*** Excerpted data

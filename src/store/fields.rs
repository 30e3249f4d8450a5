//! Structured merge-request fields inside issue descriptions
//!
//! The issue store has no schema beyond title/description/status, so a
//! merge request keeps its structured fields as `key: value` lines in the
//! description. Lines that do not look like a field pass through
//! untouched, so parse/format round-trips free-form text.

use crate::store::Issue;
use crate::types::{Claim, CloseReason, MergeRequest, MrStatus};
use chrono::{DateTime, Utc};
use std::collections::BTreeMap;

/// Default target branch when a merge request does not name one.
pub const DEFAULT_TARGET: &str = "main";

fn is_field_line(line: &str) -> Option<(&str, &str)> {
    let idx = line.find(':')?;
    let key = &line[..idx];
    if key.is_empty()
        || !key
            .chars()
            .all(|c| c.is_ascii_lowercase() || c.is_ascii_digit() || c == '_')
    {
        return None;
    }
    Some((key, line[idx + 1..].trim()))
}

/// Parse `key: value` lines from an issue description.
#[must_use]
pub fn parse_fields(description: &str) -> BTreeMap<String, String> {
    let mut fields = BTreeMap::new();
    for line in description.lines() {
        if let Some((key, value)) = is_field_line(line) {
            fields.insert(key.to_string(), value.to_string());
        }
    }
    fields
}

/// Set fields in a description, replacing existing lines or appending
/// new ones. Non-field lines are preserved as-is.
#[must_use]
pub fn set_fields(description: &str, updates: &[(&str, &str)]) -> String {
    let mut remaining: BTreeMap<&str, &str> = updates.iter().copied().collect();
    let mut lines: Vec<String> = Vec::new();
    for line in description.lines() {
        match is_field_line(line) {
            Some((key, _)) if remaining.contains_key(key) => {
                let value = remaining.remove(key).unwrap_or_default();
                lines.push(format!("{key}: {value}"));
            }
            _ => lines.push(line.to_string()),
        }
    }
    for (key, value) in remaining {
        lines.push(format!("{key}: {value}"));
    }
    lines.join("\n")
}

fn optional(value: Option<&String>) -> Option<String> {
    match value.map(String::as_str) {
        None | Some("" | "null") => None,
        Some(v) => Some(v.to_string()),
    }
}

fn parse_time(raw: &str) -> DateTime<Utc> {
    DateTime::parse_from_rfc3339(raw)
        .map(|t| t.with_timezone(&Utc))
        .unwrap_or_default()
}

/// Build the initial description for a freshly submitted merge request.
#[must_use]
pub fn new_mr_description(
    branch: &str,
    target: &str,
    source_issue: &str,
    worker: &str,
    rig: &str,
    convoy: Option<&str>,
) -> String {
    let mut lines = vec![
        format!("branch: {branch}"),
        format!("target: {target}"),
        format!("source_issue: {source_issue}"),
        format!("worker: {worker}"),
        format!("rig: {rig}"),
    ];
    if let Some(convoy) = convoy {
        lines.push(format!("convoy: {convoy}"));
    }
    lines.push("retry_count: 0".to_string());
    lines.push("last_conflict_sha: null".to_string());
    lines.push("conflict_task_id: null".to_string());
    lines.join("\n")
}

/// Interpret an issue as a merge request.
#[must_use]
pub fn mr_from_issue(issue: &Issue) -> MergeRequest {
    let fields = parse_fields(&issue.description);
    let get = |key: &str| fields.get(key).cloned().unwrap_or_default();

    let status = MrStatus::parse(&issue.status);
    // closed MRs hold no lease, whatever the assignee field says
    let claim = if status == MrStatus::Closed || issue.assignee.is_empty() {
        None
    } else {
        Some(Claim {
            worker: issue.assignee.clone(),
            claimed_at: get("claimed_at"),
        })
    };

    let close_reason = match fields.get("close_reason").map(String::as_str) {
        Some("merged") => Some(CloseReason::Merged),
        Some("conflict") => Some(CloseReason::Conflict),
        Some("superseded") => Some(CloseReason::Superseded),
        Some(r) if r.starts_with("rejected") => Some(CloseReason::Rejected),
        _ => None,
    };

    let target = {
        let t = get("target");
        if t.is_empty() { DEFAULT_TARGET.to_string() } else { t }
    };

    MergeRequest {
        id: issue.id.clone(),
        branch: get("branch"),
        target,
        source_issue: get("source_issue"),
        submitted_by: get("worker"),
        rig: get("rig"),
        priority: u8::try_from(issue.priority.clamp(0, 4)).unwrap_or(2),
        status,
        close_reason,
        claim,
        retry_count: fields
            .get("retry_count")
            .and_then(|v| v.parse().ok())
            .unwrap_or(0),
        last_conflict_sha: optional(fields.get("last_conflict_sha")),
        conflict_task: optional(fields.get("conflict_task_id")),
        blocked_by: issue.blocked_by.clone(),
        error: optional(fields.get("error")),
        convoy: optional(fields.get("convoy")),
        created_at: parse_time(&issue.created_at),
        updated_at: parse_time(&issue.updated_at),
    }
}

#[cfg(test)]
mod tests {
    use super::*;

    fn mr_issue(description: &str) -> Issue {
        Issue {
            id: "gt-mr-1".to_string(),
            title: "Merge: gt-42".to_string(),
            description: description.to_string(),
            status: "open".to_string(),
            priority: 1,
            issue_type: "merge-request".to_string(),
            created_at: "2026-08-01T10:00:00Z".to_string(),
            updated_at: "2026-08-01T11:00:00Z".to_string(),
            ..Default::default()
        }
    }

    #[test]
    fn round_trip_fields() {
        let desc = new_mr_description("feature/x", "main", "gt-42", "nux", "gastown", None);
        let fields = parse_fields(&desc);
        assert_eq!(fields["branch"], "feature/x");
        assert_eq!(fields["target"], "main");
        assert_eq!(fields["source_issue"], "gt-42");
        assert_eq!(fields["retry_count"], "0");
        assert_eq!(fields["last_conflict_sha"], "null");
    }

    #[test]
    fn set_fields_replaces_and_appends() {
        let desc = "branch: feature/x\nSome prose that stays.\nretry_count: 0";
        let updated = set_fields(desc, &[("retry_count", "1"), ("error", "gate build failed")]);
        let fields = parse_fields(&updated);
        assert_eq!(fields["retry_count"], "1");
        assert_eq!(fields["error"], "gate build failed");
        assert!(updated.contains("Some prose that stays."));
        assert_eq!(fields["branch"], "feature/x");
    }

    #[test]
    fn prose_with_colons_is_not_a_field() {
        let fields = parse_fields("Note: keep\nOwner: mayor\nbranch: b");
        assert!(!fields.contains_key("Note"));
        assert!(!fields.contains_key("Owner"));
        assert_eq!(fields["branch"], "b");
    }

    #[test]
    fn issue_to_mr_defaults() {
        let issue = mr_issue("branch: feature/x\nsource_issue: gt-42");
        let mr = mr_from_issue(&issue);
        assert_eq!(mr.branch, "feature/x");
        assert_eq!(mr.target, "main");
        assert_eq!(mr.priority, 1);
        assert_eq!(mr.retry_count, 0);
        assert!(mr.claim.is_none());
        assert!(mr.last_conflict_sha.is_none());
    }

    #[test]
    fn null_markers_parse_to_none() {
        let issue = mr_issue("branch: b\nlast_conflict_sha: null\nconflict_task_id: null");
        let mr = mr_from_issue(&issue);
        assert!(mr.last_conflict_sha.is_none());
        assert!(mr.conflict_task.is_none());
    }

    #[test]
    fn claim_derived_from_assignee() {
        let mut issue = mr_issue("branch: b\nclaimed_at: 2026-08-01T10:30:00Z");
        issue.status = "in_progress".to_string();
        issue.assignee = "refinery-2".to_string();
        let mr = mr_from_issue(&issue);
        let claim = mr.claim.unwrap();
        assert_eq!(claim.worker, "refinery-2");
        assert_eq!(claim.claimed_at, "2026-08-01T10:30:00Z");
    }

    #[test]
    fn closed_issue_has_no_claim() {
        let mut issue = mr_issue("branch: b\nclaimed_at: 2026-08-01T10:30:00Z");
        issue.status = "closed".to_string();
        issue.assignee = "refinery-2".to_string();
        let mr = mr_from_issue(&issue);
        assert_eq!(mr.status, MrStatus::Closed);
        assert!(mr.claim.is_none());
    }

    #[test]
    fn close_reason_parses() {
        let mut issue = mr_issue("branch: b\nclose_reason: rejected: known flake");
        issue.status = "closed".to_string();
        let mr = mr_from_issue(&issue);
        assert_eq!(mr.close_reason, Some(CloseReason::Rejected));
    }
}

******

--- What you will do ---
Up to and including the line with "field pass through", repeat the entries exactly, beginning at their first line.

--- Answer to this exercise ---
filename src/store/fields.rs
repository 30e3249f4d8450a5
//! Structured merge-request fields inside issue descriptions
//!
//! The issue store has no schema beyond title/description/status, so a
//! merge request keeps its structured fields as `key: value` lines in the
//! description. Lines that do not look like a field pass through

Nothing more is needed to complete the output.